— WHAT TO DO —
Each line below should be set down again unchanged.

— Stored items —
* * *
//! Review rating.

use serde::{Deserialize, Serialize};

#[derive(thiserror::Error, Debug, Clone, Copy, PartialEq, Eq)]
#[error("rating must be between {min} and {max}, got {got}", min = Rating::MIN, max = Rating::MAX)]
pub struct RatingError {
    got: i32,
}

/// A star rating from 1 to 5 inclusive.
#[derive(Debug, Clone, Copy, PartialEq, Eq, PartialOrd, Ord, Hash, Serialize, Deserialize)]
#[serde(try_from = "i32", into = "i32")]
pub struct Rating(i16);

impl Rating {
    pub const MIN: i32 = 1;
    pub const MAX: i32 = 5;

    /// # Errors
    ///
    /// Returns [`RatingError`] when the value is outside `1..=5`.
    pub fn new(value: i32) -> Result<Self, RatingError> {
        if (Self::MIN..=Self::MAX).contains(&value) {
            i16::try_from(value)
                .map(Self)
                .map_err(|_| RatingError { got: value })
        } else {
            Err(RatingError { got: value })
        }
    }

    #[must_use]
    pub const fn get(self) -> i16 {
        self.0
    }
}

impl TryFrom<i32> for Rating {
    type Error = RatingError;

    fn try_from(value: i32) -> Result<Self, Self::Error> {
        Self::new(value)
    }
}

impl From<Rating> for i32 {
    fn from(rating: Rating) -> Self {
        Self::from(rating.0)
    }
}

#[cfg(feature = "postgres")]
impl sqlx::Type<sqlx::Postgres> for Rating {
    fn type_info() -> sqlx::postgres::PgTypeInfo {
        <i16 as sqlx::Type<sqlx::Postgres>>::type_info()
    }
}

#[cfg(feature = "postgres")]
impl<'r> sqlx::Decode<'r, sqlx::Postgres> for Rating {
    fn decode(value: sqlx::postgres::PgValueRef<'r>) -> Result<Self, sqlx::error::BoxDynError> {
        let raw = <i16 as sqlx::Decode<sqlx::Postgres>>::decode(value)?;
        Ok(Self::new(i32::from(raw))?)
    }
}

#[cfg(feature = "postgres")]
impl sqlx::Encode<'_, sqlx::Postgres> for Rating {
    fn encode_by_ref(
        &self,
        buf: &mut sqlx::postgres::PgArgumentBuffer,
    ) -> Result<sqlx::encode::IsNull, sqlx::error::BoxDynError> {
        <i16 as sqlx::Encode<sqlx::Postgres>>::encode_by_ref(&self.0, buf)
    }
}

#[cfg(test)]
mod tests {
    use super::*;

    #[test]
    fn test_bounds() {
        assert!(Rating::new(0).is_err());
        assert!(Rating::new(1).is_ok());
        assert!(Rating::new(5).is_ok());
        assert!(Rating::new(6).is_err());
    }

    #[test]
    fn test_deserialize_out_of_range() {
        assert!(serde_json::from_str::<Rating>("9").is_err());
        assert_eq!(serde_json::from_str::<Rating>("4").ok().map(Rating::get), Some(4));
    }
}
* * *
— ANSWER SECTION —
//! Review rating.

use serde::{Deserialize, Serialize};

#[derive(thiserror::Error, Debug, Clone, Copy, PartialEq, Eq)]
#[error("rating must be between {min} and {max}, got {got}", min = Rating::MIN, max = Rating::MAX)]
pub struct RatingError {
    got: i32,
}

/// A star rating from 1 to 5 inclusive.
#[derive(Debug, Clone, Copy, PartialEq, Eq, PartialOrd, Ord, Hash, Serialize, Deserialize)]
#[serde(try_from = "i32", into = "i32")]
pub struct Rating(i16);

impl Rating {
    pub const MIN: i32 = 1;
    pub const MAX: i32 = 5;

    /// # Errors
    ///
    /// Returns [`RatingError`] when the value is outside `1..=5`.
    pub fn new(value: i32) -> Result<Self, RatingError> {
        if (Self::MIN..=Self::MAX).contains(&value) {
            i16::try_from(value)
                .map(Self)
                .map_err(|_| RatingError { got: value })
        } else {
            Err(RatingError { got: value })
        }
    }

    #[must_use]
    pub const fn get(self) -> i16 {
        self.0
    }
}

impl TryFrom<i32> for Rating {
    type Error = RatingError;

    fn try_from(value: i32) -> Result<Self, Self::Error> {
        Self::new(value)
    }
}

impl From<Rating> for i32 {
    fn from(rating: Rating) -> Self {
        Self::from(rating.0)
    }
}

#[cfg(feature = "postgres")]
impl sqlx::Type<sqlx::Postgres> for Rating {
    fn type_info() -> sqlx::postgres::PgTypeInfo {
        <i16 as sqlx::Type<sqlx::Postgres>>::type_info()
    }
}

#[cfg(feature = "postgres")]
impl<'r> sqlx::Decode<'r, sqlx::Postgres> for Rating {
    fn decode(value: sqlx::postgres::PgValueRef<'r>) -> Result<Self, sqlx::error::BoxDynError> {
        let raw = <i16 as sqlx::Decode<sqlx::Postgres>>::decode(value)?;
        Ok(Self::new(i32::from(raw))?)
    }
}

#[cfg(feature = "postgres")]
impl sqlx::Encode<'_, sqlx::Postgres> for Rating {
    fn encode_by_ref(
        &self,
        buf: &mut sqlx::postgres::PgArgumentBuffer,
    ) -> Result<sqlx::encode::IsNull, sqlx::error::BoxDynError> {
        <i16 as sqlx::Encode<sqlx::Postgres>>::encode_by_ref(&self.0, buf)
    }
}

#[cfg(test)]
mod tests {
    use super::*;

    #[test]
    fn test_bounds() {
        assert!(Rating::new(0).is_err());
        assert!(Rating::new(1).is_ok());
        assert!(Rating::new(5).is_ok());
        assert!(Rating::new(6).is_err());
    }

    #[test]
    fn test_deserialize_out_of_range() {
        assert!(serde_json::from_str::<Rating>("9").is_err());
        assert_eq!(serde_json::from_str::<Rating>("4").ok().map(Rating::get), Some(4));
    }
}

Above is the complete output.